(Source information begins)

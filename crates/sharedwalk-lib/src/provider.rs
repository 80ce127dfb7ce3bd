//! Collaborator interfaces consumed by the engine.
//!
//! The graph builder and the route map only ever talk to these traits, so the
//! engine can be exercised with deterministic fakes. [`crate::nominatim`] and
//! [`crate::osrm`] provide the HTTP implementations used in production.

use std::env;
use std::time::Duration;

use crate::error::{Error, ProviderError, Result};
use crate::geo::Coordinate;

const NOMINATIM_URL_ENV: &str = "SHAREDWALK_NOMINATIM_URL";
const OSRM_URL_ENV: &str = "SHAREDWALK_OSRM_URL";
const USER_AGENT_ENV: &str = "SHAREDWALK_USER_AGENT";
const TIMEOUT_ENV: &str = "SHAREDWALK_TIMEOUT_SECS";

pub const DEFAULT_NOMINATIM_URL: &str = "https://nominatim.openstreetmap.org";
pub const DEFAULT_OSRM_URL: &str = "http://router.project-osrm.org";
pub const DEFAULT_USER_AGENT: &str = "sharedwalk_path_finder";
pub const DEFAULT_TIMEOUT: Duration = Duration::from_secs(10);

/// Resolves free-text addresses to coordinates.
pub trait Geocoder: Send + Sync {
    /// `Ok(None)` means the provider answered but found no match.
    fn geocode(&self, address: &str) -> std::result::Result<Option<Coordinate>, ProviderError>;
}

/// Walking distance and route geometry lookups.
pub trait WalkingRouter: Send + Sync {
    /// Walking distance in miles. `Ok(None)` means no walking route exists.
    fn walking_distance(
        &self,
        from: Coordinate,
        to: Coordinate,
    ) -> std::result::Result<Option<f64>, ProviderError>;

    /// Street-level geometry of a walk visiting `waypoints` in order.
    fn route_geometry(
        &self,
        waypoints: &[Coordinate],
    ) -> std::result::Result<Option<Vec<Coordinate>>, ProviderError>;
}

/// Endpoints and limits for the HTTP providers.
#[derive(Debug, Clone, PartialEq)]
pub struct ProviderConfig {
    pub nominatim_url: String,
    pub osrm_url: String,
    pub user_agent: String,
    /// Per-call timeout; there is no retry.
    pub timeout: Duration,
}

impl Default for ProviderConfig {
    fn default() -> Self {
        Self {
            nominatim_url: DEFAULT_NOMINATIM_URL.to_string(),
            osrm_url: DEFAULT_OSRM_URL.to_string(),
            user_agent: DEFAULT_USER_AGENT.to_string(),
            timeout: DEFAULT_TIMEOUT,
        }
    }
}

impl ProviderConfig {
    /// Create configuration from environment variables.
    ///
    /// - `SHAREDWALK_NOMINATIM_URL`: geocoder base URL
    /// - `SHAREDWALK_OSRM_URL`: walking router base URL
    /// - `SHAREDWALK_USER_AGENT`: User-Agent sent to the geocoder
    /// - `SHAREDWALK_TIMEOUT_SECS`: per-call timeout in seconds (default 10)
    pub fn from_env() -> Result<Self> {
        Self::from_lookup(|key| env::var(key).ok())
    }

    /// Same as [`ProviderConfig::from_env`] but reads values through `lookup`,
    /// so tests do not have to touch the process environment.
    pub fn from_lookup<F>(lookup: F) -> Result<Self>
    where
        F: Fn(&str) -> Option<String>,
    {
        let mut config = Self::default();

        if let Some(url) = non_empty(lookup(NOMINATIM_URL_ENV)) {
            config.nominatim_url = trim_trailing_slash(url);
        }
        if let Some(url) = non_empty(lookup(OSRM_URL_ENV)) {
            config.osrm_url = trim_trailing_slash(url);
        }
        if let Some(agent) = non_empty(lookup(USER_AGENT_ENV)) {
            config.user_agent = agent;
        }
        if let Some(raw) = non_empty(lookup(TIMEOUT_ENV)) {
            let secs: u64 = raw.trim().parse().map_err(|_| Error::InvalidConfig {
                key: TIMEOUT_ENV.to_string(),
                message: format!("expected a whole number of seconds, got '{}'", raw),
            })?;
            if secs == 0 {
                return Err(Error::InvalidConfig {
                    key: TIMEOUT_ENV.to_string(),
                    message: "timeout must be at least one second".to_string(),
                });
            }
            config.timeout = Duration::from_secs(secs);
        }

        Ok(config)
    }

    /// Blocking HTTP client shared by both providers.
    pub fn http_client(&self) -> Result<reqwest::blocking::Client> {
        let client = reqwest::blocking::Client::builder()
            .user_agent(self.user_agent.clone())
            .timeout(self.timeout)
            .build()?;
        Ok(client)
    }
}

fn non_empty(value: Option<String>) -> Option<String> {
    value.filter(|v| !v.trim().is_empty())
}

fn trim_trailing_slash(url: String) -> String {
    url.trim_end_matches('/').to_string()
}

(Source information ends)

Search the data for the word "engine" and report how many lines include it, with the number alone.

2